[Stored items]
//! S3 object store
//!
//! Implements [`ObjectStore`] with the AWS SDK. Works against AWS S3 and
//! S3-compatible stores (MinIO, ...) through a custom endpoint.

use async_trait::async_trait;
use aws_config::BehaviorVersion;
use aws_config::timeout::TimeoutConfig;
use aws_credential_types::Credentials;
use aws_sdk_s3::Client as S3Client;
use aws_sdk_s3::error::DisplayErrorContext;
use aws_sdk_s3::primitives::ByteStream;
use chrono::{DateTime, Utc};
use tracing::{debug, info};

use super::StorageError;
use super::object::{ObjectListing, ObjectStore, ObjectSummary};
use crate::config::S3StorageConfig;
use crate::error::redact_secrets;

const DEFAULT_REGION: &str = "us-east-1";

/// Static credentials that never show their secret
pub struct S3Credentials {
    access_key_id: String,
    secret_access_key: String,
}

impl S3Credentials {
    /// Create credentials
    pub fn new(access_key_id: impl Into<String>, secret_access_key: impl Into<String>) -> Self {
        Self {
            access_key_id: access_key_id.into(),
            secret_access_key: secret_access_key.into(),
        }
    }

    /// Access key with all but the first four characters hidden
    pub fn redacted_access_key(&self) -> String {
        match self.access_key_id.get(..4) {
            Some(visible) if self.access_key_id.len() > 4 => format!("{}...[REDACTED]", visible),
            _ => "[REDACTED]".to_string(),
        }
    }

    fn into_sdk(self) -> Credentials {
        Credentials::new(
            self.access_key_id,
            self.secret_access_key,
            None,
            None,
            "file-manager-config",
        )
    }
}

// Debug and Display both go through the redacted form
impl std::fmt::Debug for S3Credentials {
    fn fmt(&self, f: &mut std::fmt::Formatter<'_>) -> std::fmt::Result {
        write!(f, "{}", self)
    }
}

impl std::fmt::Display for S3Credentials {
    fn fmt(&self, f: &mut std::fmt::Formatter<'_>) -> std::fmt::Result {
        write!(
            f,
            "S3Credentials {{ access_key_id: {}, secret: [REDACTED] }}",
            self.redacted_access_key()
        )
    }
}

/// [`ObjectStore`] backed by an S3 bucket
pub struct S3ObjectStore {
    client: S3Client,
    bucket: String,
    region: String,
    endpoint: Option<String>,
}

fn transport_error(action: &str, key: &str, error: impl std::error::Error) -> StorageError {
    StorageError::BackendError(format!(
        "S3 {} {} failed: {}",
        action,
        key,
        redact_secrets(&DisplayErrorContext(error).to_string())
    ))
}

fn to_chrono(value: Option<&aws_sdk_s3::primitives::DateTime>) -> DateTime<Utc> {
    value
        .and_then(|t| DateTime::from_timestamp(t.secs(), t.subsec_nanos()))
        .unwrap_or(DateTime::<Utc>::UNIX_EPOCH)
}

impl S3ObjectStore {
    /// Create a store from configuration.
    ///
    /// Uses the configured key/secret when both are present, otherwise the
    /// default AWS credential chain (environment, profile, instance role).
    pub async fn new(config: &S3StorageConfig) -> Result<Self, StorageError> {
        let bucket = config
            .bucket
            .clone()
            .filter(|b| !b.is_empty())
            .ok_or_else(|| StorageError::InvalidOperation("S3 bucket is not configured".to_string()))?;
        let region = config
            .region
            .clone()
            .filter(|r| !r.is_empty())
            .unwrap_or_else(|| DEFAULT_REGION.to_string());

        let mut config_loader = aws_config::defaults(BehaviorVersion::latest())
            .region(aws_config::Region::new(region.clone()))
            .timeout_config(
                TimeoutConfig::builder()
                    .operation_timeout(config.timeout())
                    .build(),
            );

        if let (Some(key), Some(secret)) = (&config.key, &config.secret) {
            let credentials = S3Credentials::new(key, secret);
            debug!("Using static S3 credentials {}", credentials);
            config_loader = config_loader.credentials_provider(credentials.into_sdk());
        }

        let sdk_config = config_loader.load().await;
        let mut s3_config = aws_sdk_s3::config::Builder::from(&sdk_config);

        if let Some(endpoint) = &config.endpoint {
            s3_config = s3_config.endpoint_url(endpoint);
            s3_config = s3_config.force_path_style(true);
        }

        let client = S3Client::from_conf(s3_config.build());
        info!("S3 storage ready on s3://{}/{}", bucket, config.path);

        Ok(Self {
            client,
            bucket,
            region,
            endpoint: config.endpoint.clone(),
        })
    }

    /// `bucket/key` with the key percent-encoded, as CopyObject expects
    fn copy_source(&self, key: &str) -> String {
        format!(
            "{}/{}",
            self.bucket,
            urlencoding::encode(key).replace("%2F", "/")
        )
    }
}

#[async_trait(?Send)]
impl ObjectStore for S3ObjectStore {
    fn bucket(&self) -> &str {
        &self.bucket
    }

    fn public_url(&self, key: &str) -> String {
        match &self.endpoint {
            Some(endpoint) => format!("{}/{}/{}", endpoint.trim_end_matches('/'), self.bucket, key),
            None => format!("https://{}.s3.{}.amazonaws.com/{}", self.bucket, self.region, key),
        }
    }

    async fn put_object(&self, key: &str, body: Vec<u8>, content_type: &str) -> Result<(), StorageError> {
        self.client
            .put_object()
            .bucket(&self.bucket)
            .key(key)
            .content_type(content_type)
            .body(ByteStream::from(body))
            .send()
            .await
            .map_err(|e| transport_error("PutObject", key, e))?;
        Ok(())
    }

    async fn get_object(&self, key: &str) -> Result<Option<Vec<u8>>, StorageError> {
        let response = match self.client.get_object().bucket(&self.bucket).key(key).send().await {
            Ok(response) => response,
            Err(e) if e.as_service_error().is_some_and(|se| se.is_no_such_key()) => return Ok(None),
            Err(e) => return Err(transport_error("GetObject", key, e)),
        };

        let bytes = response
            .body
            .collect()
            .await
            .map_err(|e| transport_error("GetObject", key, e))?;
        Ok(Some(bytes.into_bytes().to_vec()))
    }

    async fn head_object(&self, key: &str) -> Result<Option<ObjectSummary>, StorageError> {
        match self.client.head_object().bucket(&self.bucket).key(key).send().await {
            Ok(response) => Ok(Some(ObjectSummary {
                key: key.to_string(),
                size: response.content_length().unwrap_or(0).max(0) as u64,
                last_modified: to_chrono(response.last_modified()),
            })),
            Err(e) if e.as_service_error().is_some_and(|se| se.is_not_found()) => Ok(None),
            Err(e) => Err(transport_error("HeadObject", key, e)),
        }
    }

    async fn delete_object(&self, key: &str) -> Result<(), StorageError> {
        self.client
            .delete_object()
            .bucket(&self.bucket)
            .key(key)
            .send()
            .await
            .map_err(|e| transport_error("DeleteObject", key, e))?;
        Ok(())
    }

    async fn copy_object(&self, from: &str, to: &str) -> Result<(), StorageError> {
        self.client
            .copy_object()
            .bucket(&self.bucket)
            .copy_source(self.copy_source(from))
            .key(to)
            .send()
            .await
            .map_err(|e| transport_error("CopyObject", from, e))?;
        Ok(())
    }

    async fn list_objects(&self, prefix: &str, delimiter: Option<char>) -> Result<ObjectListing, StorageError> {
        let mut listing = ObjectListing::default();
        let mut continuation_token: Option<String> = None;

        loop {
            let mut request = self.client.list_objects_v2().bucket(&self.bucket).prefix(prefix);
            if let Some(delimiter) = delimiter {
                request = request.delimiter(delimiter.to_string());
            }
            if let Some(token) = continuation_token.take() {
                request = request.continuation_token(token);
            }

            let response = request
                .send()
                .await
                .map_err(|e| transport_error("ListObjectsV2", prefix, e))?;

            for object in response.contents() {
                if let Some(key) = object.key() {
                    listing.objects.push(ObjectSummary {
                        key: key.to_string(),
                        size: object.size().unwrap_or(0).max(0) as u64,
                        last_modified: to_chrono(object.last_modified()),
                    });
                }
            }
            listing.common_prefixes.extend(
                response
                    .common_prefixes()
                    .iter()
                    .filter_map(|p| p.prefix().map(str::to_string)),
            );

            if response.is_truncated().unwrap_or(false) {
                continuation_token = response.next_continuation_token().map(str::to_string);
                if continuation_token.is_none() {
                    break;
                }
            } else {
                break;
            }
        }

        Ok(listing)
    }
}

TASK PROMPT
Lines from the entries that contain the string "super" must be found and copied.

ANSWER TO THIS TASK
use super::StorageError;
use super::object::{ObjectListing, ObjectStore, ObjectSummary};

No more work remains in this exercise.